[Collected data entries]

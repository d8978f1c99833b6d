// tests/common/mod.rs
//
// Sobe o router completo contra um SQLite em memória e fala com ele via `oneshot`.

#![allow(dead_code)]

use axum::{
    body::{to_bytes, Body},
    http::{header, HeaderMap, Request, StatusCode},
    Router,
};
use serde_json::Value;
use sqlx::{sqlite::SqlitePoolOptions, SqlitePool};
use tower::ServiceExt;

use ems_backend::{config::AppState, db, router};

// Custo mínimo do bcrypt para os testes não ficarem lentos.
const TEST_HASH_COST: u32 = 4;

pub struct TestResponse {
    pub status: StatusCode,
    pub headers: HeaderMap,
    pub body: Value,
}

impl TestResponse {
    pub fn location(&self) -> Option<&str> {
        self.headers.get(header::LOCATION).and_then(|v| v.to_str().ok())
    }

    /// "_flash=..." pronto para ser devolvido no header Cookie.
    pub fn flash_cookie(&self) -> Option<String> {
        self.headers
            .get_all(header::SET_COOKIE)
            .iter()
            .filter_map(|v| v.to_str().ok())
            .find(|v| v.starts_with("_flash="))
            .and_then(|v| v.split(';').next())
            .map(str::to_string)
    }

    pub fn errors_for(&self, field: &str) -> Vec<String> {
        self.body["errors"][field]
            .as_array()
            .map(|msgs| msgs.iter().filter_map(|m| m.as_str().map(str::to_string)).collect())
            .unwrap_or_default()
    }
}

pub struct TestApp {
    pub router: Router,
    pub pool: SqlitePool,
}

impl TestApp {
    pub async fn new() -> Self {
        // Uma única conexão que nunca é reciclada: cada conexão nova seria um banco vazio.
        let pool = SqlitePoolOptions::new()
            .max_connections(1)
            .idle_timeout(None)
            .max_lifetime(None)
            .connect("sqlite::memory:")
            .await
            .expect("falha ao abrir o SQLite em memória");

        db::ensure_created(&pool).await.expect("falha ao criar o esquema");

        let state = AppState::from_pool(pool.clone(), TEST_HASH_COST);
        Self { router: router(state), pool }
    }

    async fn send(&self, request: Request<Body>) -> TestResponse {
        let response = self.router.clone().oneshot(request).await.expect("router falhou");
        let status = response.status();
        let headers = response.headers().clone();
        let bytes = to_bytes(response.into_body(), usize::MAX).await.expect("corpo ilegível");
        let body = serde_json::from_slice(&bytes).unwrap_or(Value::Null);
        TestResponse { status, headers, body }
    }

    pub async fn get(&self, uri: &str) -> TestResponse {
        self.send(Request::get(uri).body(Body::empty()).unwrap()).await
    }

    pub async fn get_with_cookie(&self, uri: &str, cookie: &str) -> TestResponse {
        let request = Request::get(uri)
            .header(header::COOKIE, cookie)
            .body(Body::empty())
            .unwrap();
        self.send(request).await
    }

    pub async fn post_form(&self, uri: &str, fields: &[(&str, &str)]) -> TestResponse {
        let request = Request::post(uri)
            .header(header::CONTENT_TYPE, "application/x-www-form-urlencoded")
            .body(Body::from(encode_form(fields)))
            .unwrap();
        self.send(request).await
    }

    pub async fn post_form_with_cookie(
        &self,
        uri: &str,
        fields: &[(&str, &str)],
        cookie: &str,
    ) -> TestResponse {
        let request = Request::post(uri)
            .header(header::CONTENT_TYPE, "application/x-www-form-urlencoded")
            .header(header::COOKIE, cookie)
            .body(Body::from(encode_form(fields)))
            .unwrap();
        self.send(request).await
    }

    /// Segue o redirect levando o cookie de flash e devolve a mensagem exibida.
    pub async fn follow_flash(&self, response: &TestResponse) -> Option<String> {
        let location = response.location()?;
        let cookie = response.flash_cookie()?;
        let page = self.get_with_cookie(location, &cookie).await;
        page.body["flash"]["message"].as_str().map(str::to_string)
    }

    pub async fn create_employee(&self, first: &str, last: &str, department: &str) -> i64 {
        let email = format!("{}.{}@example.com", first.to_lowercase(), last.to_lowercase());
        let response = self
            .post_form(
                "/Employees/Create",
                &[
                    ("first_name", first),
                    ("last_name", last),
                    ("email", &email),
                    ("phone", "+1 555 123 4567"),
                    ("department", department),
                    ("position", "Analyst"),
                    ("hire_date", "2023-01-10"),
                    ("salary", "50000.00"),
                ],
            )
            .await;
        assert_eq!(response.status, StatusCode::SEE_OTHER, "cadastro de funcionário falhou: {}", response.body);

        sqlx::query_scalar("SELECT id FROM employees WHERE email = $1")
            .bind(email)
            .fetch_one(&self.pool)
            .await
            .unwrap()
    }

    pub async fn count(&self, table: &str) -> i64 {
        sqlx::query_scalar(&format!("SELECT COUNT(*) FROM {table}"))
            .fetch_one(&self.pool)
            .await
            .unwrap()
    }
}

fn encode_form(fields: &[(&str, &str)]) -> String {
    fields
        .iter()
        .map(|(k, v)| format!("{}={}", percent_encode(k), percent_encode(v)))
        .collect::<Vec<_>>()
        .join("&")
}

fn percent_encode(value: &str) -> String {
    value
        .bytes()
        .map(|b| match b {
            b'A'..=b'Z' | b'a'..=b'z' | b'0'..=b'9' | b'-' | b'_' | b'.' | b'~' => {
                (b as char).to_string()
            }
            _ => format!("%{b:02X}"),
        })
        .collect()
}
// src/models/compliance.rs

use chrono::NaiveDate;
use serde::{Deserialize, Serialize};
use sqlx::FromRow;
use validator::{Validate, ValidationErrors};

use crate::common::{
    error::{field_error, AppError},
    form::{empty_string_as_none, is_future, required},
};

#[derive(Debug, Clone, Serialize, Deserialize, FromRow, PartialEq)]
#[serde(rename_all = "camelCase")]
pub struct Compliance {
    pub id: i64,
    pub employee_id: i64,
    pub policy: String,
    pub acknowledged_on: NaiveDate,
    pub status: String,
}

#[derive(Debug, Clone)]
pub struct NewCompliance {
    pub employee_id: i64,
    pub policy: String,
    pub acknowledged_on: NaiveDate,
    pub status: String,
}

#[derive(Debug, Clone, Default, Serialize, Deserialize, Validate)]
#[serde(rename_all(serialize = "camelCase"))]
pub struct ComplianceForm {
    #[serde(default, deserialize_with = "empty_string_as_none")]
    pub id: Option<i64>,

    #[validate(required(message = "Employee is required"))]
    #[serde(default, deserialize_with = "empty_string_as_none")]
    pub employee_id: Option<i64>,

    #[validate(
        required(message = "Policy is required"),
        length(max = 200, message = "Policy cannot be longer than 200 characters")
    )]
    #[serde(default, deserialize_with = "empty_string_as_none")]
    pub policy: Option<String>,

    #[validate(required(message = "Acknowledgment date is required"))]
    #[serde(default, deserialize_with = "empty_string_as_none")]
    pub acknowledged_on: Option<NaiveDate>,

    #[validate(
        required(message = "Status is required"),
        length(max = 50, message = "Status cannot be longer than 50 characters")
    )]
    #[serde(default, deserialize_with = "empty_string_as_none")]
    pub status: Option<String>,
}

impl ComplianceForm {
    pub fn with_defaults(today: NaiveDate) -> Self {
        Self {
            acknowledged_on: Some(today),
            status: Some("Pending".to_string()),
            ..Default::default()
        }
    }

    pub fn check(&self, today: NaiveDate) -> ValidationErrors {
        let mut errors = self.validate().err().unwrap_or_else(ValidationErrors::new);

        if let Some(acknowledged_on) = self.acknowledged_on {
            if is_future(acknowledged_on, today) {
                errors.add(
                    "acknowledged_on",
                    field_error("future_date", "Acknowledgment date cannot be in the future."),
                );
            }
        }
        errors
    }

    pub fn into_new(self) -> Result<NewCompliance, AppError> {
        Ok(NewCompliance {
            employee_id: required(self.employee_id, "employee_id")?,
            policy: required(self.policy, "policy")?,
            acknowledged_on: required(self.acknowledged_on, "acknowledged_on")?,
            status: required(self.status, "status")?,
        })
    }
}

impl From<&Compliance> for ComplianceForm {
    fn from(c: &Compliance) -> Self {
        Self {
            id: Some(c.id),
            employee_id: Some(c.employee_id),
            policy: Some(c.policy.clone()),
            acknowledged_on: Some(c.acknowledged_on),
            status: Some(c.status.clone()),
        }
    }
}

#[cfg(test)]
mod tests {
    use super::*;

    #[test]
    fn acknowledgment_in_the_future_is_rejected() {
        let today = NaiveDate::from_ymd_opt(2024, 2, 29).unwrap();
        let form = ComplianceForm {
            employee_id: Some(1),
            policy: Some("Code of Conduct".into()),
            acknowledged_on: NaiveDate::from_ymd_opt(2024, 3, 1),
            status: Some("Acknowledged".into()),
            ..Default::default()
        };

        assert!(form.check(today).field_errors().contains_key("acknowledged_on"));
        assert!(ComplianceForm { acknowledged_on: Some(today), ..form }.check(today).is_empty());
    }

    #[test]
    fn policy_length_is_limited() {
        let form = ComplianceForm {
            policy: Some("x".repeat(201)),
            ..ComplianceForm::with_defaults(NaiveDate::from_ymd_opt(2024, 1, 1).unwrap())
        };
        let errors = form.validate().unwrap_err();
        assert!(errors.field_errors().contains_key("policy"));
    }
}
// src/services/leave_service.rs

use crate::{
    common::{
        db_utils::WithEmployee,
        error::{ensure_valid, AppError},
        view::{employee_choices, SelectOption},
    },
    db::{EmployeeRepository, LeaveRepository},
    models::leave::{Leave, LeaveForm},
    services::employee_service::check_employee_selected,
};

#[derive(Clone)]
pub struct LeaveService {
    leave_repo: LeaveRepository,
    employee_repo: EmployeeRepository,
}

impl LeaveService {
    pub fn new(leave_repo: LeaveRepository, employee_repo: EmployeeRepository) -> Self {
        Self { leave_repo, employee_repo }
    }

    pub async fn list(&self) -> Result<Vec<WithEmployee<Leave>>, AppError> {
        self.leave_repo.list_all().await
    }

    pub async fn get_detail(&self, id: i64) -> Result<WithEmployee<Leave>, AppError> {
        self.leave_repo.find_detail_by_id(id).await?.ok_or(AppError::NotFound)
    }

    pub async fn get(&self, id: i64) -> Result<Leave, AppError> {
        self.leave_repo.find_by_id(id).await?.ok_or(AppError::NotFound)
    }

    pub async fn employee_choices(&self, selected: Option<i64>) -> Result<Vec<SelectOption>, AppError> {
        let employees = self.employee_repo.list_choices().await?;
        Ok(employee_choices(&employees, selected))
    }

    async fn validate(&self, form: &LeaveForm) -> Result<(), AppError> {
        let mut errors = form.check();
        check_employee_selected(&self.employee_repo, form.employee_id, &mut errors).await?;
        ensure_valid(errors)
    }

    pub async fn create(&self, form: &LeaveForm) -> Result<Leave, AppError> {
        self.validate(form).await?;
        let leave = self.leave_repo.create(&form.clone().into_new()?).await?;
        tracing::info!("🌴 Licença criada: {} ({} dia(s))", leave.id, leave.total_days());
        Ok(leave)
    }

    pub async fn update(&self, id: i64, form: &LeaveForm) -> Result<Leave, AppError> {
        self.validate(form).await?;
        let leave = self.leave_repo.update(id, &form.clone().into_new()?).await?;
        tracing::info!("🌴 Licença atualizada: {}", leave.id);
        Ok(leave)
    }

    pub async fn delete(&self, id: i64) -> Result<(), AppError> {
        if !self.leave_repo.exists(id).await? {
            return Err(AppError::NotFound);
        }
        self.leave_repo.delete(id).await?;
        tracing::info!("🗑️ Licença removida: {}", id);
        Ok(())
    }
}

---

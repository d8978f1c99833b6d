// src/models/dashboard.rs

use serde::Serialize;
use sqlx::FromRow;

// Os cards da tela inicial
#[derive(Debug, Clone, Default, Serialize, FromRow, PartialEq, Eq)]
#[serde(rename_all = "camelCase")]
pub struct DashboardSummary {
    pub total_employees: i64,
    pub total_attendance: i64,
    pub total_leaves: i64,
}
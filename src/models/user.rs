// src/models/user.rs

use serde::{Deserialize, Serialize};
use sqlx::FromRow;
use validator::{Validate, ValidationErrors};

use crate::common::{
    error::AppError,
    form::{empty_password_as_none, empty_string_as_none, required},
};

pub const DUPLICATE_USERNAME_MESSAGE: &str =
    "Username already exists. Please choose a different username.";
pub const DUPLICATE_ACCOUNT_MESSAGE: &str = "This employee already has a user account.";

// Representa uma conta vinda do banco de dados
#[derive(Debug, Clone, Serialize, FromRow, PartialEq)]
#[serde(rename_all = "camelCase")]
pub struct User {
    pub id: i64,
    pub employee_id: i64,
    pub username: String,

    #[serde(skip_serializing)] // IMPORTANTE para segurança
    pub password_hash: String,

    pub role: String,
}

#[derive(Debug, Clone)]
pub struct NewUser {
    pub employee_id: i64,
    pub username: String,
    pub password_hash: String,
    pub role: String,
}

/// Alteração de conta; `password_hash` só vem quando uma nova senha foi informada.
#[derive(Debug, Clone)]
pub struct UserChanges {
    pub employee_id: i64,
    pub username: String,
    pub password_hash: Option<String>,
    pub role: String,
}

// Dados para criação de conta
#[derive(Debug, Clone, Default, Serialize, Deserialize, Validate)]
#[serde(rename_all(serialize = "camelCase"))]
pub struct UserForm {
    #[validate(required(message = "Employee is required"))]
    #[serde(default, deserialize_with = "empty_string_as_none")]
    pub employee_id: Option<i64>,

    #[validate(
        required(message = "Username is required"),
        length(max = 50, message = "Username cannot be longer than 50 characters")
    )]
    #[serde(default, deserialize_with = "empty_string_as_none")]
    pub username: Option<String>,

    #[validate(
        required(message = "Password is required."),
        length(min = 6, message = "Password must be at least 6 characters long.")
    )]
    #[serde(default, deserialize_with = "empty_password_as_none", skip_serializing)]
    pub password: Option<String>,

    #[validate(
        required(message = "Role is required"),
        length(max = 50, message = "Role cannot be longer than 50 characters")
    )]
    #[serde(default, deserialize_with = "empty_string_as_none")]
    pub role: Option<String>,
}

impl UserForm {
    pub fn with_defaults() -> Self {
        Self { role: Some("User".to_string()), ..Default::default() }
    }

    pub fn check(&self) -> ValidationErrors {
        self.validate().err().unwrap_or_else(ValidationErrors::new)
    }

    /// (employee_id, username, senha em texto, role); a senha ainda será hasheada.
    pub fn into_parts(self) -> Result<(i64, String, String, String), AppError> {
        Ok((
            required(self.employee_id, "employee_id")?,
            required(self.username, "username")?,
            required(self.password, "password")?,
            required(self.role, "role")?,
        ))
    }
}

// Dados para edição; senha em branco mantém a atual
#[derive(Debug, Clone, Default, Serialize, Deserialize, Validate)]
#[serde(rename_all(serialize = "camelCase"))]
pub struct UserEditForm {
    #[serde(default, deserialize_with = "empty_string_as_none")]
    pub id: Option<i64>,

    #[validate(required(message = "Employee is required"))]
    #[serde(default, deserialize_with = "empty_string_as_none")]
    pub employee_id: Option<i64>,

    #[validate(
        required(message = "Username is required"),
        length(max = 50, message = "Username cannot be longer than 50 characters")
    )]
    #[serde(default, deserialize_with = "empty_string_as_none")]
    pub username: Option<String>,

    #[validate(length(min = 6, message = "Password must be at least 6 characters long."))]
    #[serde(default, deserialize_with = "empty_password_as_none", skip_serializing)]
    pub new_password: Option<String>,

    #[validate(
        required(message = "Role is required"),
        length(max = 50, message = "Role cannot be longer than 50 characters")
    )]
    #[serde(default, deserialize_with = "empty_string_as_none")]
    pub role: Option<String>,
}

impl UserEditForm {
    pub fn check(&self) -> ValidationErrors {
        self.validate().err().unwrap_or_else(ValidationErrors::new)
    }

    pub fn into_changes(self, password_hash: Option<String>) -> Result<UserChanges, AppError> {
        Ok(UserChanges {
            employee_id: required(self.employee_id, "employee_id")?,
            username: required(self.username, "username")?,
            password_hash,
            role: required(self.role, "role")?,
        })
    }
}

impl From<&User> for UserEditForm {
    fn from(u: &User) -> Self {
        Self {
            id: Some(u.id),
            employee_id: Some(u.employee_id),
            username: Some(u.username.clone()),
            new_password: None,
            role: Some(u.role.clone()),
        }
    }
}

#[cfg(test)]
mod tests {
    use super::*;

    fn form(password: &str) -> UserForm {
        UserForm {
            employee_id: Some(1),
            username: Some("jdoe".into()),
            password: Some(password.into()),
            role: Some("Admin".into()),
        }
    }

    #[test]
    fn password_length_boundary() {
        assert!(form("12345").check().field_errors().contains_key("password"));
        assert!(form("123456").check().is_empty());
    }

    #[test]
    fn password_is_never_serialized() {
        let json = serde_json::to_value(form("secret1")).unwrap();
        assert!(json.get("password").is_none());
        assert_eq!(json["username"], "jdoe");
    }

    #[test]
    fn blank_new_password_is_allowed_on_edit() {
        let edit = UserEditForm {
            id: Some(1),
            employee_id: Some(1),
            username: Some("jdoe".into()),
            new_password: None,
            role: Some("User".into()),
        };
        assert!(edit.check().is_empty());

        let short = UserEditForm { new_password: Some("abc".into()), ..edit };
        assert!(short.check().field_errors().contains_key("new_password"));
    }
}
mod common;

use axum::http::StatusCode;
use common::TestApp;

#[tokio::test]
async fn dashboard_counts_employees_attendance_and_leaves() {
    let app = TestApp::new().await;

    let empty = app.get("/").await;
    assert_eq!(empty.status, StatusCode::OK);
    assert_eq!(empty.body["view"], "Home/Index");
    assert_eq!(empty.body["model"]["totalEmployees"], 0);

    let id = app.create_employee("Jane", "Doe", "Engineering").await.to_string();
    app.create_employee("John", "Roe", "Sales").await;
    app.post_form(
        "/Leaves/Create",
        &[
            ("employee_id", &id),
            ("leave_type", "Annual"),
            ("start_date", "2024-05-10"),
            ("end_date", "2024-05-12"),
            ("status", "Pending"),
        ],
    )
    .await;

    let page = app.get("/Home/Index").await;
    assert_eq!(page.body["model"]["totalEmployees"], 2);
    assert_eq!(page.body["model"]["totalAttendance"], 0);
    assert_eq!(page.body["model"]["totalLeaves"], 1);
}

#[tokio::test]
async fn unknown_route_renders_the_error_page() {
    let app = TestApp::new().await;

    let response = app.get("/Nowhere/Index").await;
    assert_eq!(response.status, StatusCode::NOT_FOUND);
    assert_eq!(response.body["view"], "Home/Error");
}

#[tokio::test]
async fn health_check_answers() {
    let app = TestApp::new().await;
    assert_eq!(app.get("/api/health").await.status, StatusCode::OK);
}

...

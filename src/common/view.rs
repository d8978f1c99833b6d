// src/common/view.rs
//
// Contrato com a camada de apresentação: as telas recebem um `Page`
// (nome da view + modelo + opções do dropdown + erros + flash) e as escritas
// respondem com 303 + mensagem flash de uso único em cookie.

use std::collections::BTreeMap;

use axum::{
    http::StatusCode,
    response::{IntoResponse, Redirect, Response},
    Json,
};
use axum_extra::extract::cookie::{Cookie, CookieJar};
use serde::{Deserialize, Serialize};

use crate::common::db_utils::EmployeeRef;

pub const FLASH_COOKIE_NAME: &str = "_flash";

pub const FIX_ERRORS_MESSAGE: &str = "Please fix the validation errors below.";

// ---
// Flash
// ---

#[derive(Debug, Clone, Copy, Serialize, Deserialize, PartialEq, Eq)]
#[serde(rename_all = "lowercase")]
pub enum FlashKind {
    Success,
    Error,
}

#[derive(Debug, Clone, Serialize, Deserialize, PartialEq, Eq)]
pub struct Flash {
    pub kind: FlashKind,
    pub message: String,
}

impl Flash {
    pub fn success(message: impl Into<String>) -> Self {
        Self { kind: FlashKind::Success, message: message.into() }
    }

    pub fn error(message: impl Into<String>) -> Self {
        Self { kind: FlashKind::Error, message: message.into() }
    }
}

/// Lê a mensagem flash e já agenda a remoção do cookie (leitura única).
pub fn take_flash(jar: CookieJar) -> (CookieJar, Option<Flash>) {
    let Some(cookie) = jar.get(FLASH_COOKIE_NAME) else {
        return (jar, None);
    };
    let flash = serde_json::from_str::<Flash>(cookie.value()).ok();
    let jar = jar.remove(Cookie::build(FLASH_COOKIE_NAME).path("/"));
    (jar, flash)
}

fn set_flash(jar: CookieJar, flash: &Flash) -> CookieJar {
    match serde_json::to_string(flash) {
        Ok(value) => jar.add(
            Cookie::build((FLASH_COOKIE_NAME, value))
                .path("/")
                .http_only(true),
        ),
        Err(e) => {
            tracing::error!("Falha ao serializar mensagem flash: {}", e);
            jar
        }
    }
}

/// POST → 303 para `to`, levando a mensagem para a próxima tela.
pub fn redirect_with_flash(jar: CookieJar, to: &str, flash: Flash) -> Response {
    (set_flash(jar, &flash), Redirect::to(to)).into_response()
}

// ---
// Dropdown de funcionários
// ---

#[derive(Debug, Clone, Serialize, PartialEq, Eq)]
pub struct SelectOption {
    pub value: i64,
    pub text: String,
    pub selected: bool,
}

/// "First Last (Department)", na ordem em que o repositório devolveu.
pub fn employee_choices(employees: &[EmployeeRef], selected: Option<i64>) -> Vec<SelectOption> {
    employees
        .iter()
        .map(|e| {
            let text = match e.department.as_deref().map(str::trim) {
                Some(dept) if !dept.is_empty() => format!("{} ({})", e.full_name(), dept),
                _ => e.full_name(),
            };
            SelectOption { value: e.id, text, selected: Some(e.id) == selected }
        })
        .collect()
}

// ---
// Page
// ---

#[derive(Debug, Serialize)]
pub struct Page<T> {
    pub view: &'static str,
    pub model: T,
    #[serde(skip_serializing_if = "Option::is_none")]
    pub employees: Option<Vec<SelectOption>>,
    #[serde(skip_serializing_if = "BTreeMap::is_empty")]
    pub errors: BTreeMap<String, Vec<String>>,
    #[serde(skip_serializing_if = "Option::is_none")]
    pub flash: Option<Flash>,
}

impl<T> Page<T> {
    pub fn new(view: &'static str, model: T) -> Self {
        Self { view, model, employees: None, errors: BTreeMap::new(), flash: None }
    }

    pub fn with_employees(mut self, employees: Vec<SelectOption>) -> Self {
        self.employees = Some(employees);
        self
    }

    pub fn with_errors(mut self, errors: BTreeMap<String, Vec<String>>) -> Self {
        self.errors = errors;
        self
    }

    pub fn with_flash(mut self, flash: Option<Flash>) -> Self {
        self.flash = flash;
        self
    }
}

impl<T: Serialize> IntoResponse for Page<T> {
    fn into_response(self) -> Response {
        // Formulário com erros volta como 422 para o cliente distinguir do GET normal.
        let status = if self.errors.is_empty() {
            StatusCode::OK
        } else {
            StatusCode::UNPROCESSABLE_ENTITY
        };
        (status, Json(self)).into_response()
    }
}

● **Task objective**
Tally up how many lines in the records contain the string "today". Answer with that figure only.

● **Completed exercise**
7